Required action – Copy every record below exactly as it stands.

Input –
::::

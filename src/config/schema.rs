//! Settings schema definitions.
//!
//! This module defines the structure of the settings file using serde.
//! Every section has defaults, so an empty file (or no file) is valid.

use super::error::{ConfigError, ConfigResult};
use crate::port::{Parity, PortConfig, StopBits};
use serde::{Deserialize, Serialize};
use std::collections::HashMap;
use std::time::Duration;

/// Root settings structure.
#[derive(Debug, Clone, Default, PartialEq, Serialize, Deserialize)]
#[serde(default)]
pub struct Settings {
    /// Port to open
    pub port: PortSection,
    /// Hardware testing configuration
    pub testing: TestingConfig,
    /// Logging configuration
    pub logging: LoggingConfig,
}

/// `[port]` section: what a host program should open.
#[derive(Debug, Clone, PartialEq, Serialize, Deserialize)]
#[serde(default)]
pub struct PortSection {
    /// Device name or alias
    pub name: Option<String>,
    /// Baud rate
    pub baud: u32,
    /// Data bits per frame (backend default when unset)
    pub size: Option<u8>,
    pub parity: Option<Parity>,
    pub stop_bits: Option<StopBits>,
    /// Read deadline to apply after opening, in milliseconds
    pub read_deadline_ms: Option<u64>,
    /// Friendly names for devices, e.g. `arduino = "/dev/ttyACM0"`
    pub aliases: HashMap<String, String>,
}

impl Default for PortSection {
    fn default() -> Self {
        Self {
            name: None,
            baud: 9600,
            size: None,
            parity: None,
            stop_bits: None,
            read_deadline_ms: None,
            aliases: HashMap::new(),
        }
    }
}

impl PortSection {
    /// Resolve a port name through aliases
    pub fn resolve_name(&self, name: &str) -> String {
        self.aliases
            .get(name)
            .cloned()
            .unwrap_or_else(|| name.to_string())
    }

    /// Read deadline as Duration, if one is configured
    pub fn read_deadline(&self) -> Option<Duration> {
        self.read_deadline_ms.map(Duration::from_millis)
    }

    /// Build the port configuration this section describes.
    pub fn to_port_config(&self) -> ConfigResult<PortConfig> {
        let name = self
            .name
            .as_deref()
            .ok_or_else(|| ConfigError::MissingRequired("port.name".to_string()))?;
        if self.baud == 0 {
            return Err(ConfigError::validation("port.baud", "must be non-zero"));
        }

        Ok(PortConfig {
            name: self.resolve_name(name),
            baud: self.baud,
            size: self.size,
            parity: self.parity,
            stop_bits: self.stop_bits,
        })
    }
}

/// Hardware testing configuration section.
#[derive(Debug, Clone, PartialEq, Serialize, Deserialize)]
#[serde(default)]
pub struct TestingConfig {
    /// Test port name
    pub port: Option<String>,
    /// Test baud rate
    pub baud: u32,
    /// Whether a loopback plug is fitted on the test port
    pub loopback_enabled: bool,
    /// Test timeout in milliseconds
    pub timeout_ms: u64,
}

impl Default for TestingConfig {
    fn default() -> Self {
        Self {
            port: None,
            baud: 9600,
            loopback_enabled: false,
            timeout_ms: 2000,
        }
    }
}

impl TestingConfig {
    /// Get the test timeout as Duration
    pub fn timeout(&self) -> Duration {
        Duration::from_millis(self.timeout_ms)
    }

    /// Port configuration for the test device, if one is named.
    pub fn port_config(&self) -> Option<PortConfig> {
        self.port
            .as_ref()
            .map(|name| PortConfig::new(name.clone(), self.baud))
    }
}

/// Logging configuration section.
#[derive(Debug, Clone, PartialEq, Serialize, Deserialize)]
#[serde(default)]
pub struct LoggingConfig {
    /// Filter directive used when `RUST_LOG` is unset, e.g. "info" or
    /// "serial_stream=debug"
    pub level: String,
    /// Log format: "json", "pretty", "compact"
    pub format: LogFormat,
}

impl Default for LoggingConfig {
    fn default() -> Self {
        Self {
            level: "info".to_string(),
            format: LogFormat::Pretty,
        }
    }
}

/// Log output format.
#[derive(Debug, Clone, Copy, Default, PartialEq, Eq, Serialize, Deserialize)]
#[serde(rename_all = "lowercase")]
pub enum LogFormat {
    /// JSON format
    Json,
    /// Pretty format with colors
    #[default]
    Pretty,
    /// Compact format
    Compact,
}

impl std::str::FromStr for LogFormat {
    type Err = ConfigError;

    fn from_str(s: &str) -> Result<Self, Self::Err> {
        match s.to_ascii_lowercase().as_str() {
            "json" => Ok(Self::Json),
            "pretty" => Ok(Self::Pretty),
            "compact" => Ok(Self::Compact),
            other => Err(ConfigError::validation(
                "logging.format",
                format!("unknown format '{other}'"),
            )),
        }
    }
}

::::

Problem solution –
filename src/config/schema.rs
//! Settings schema definitions.
//!
//! This module defines the structure of the settings file using serde.
//! Every section has defaults, so an empty file (or no file) is valid.

use super::error::{ConfigError, ConfigResult};
use crate::port::{Parity, PortConfig, StopBits};
use serde::{Deserialize, Serialize};
use std::collections::HashMap;
use std::time::Duration;

/// Root settings structure.
#[derive(Debug, Clone, Default, PartialEq, Serialize, Deserialize)]
#[serde(default)]
pub struct Settings {
    /// Port to open
    pub port: PortSection,
    /// Hardware testing configuration
    pub testing: TestingConfig,
    /// Logging configuration
    pub logging: LoggingConfig,
}

/// `[port]` section: what a host program should open.
#[derive(Debug, Clone, PartialEq, Serialize, Deserialize)]
#[serde(default)]
pub struct PortSection {
    /// Device name or alias
    pub name: Option<String>,
    /// Baud rate
    pub baud: u32,
    /// Data bits per frame (backend default when unset)
    pub size: Option<u8>,
    pub parity: Option<Parity>,
    pub stop_bits: Option<StopBits>,
    /// Read deadline to apply after opening, in milliseconds
    pub read_deadline_ms: Option<u64>,
    /// Friendly names for devices, e.g. `arduino = "/dev/ttyACM0"`
    pub aliases: HashMap<String, String>,
}

impl Default for PortSection {
    fn default() -> Self {
        Self {
            name: None,
            baud: 9600,
            size: None,
            parity: None,
            stop_bits: None,
            read_deadline_ms: None,
            aliases: HashMap::new(),
        }
    }
}

impl PortSection {
    /// Resolve a port name through aliases
    pub fn resolve_name(&self, name: &str) -> String {
        self.aliases
            .get(name)
            .cloned()
            .unwrap_or_else(|| name.to_string())
    }

    /// Read deadline as Duration, if one is configured
    pub fn read_deadline(&self) -> Option<Duration> {
        self.read_deadline_ms.map(Duration::from_millis)
    }

    /// Build the port configuration this section describes.
    pub fn to_port_config(&self) -> ConfigResult<PortConfig> {
        let name = self
            .name
            .as_deref()
            .ok_or_else(|| ConfigError::MissingRequired("port.name".to_string()))?;
        if self.baud == 0 {
            return Err(ConfigError::validation("port.baud", "must be non-zero"));
        }

        Ok(PortConfig {
            name: self.resolve_name(name),
            baud: self.baud,
            size: self.size,
            parity: self.parity,
            stop_bits: self.stop_bits,
        })
    }
}

/// Hardware testing configuration section.
#[derive(Debug, Clone, PartialEq, Serialize, Deserialize)]
#[serde(default)]
pub struct TestingConfig {
    /// Test port name
    pub port: Option<String>,
    /// Test baud rate
    pub baud: u32,
    /// Whether a loopback plug is fitted on the test port
    pub loopback_enabled: bool,
    /// Test timeout in milliseconds
    pub timeout_ms: u64,
}

impl Default for TestingConfig {
    fn default() -> Self {
        Self {
            port: None,
            baud: 9600,
            loopback_enabled: false,
            timeout_ms: 2000,
        }
    }
}

impl TestingConfig {
    /// Get the test timeout as Duration
    pub fn timeout(&self) -> Duration {
        Duration::from_millis(self.timeout_ms)
    }

    /// Port configuration for the test device, if one is named.
    pub fn port_config(&self) -> Option<PortConfig> {
        self.port
            .as_ref()
            .map(|name| PortConfig::new(name.clone(), self.baud))
    }
}

/// Logging configuration section.
#[derive(Debug, Clone, PartialEq, Serialize, Deserialize)]
#[serde(default)]
pub struct LoggingConfig {
    /// Filter directive used when `RUST_LOG` is unset, e.g. "info" or
    /// "serial_stream=debug"
    pub level: String,
    /// Log format: "json", "pretty", "compact"
    pub format: LogFormat,
}

impl Default for LoggingConfig {
    fn default() -> Self {
        Self {
            level: "info".to_string(),
            format: LogFormat::Pretty,
        }
    }
}

/// Log output format.
#[derive(Debug, Clone, Copy, Default, PartialEq, Eq, Serialize, Deserialize)]
#[serde(rename_all = "lowercase")]
pub enum LogFormat {
    /// JSON format
    Json,
    /// Pretty format with colors
    #[default]
    Pretty,
    /// Compact format
    Compact,
}

impl std::str::FromStr for LogFormat {
    type Err = ConfigError;

    fn from_str(s: &str) -> Result<Self, Self::Err> {
        match s.to_ascii_lowercase().as_str() {
            "json" => Ok(Self::Json),
            "pretty" => Ok(Self::Pretty),
            "compact" => Ok(Self::Compact),
            other => Err(ConfigError::validation(
                "logging.format",
                format!("unknown format '{other}'"),
            )),
        }
    }
}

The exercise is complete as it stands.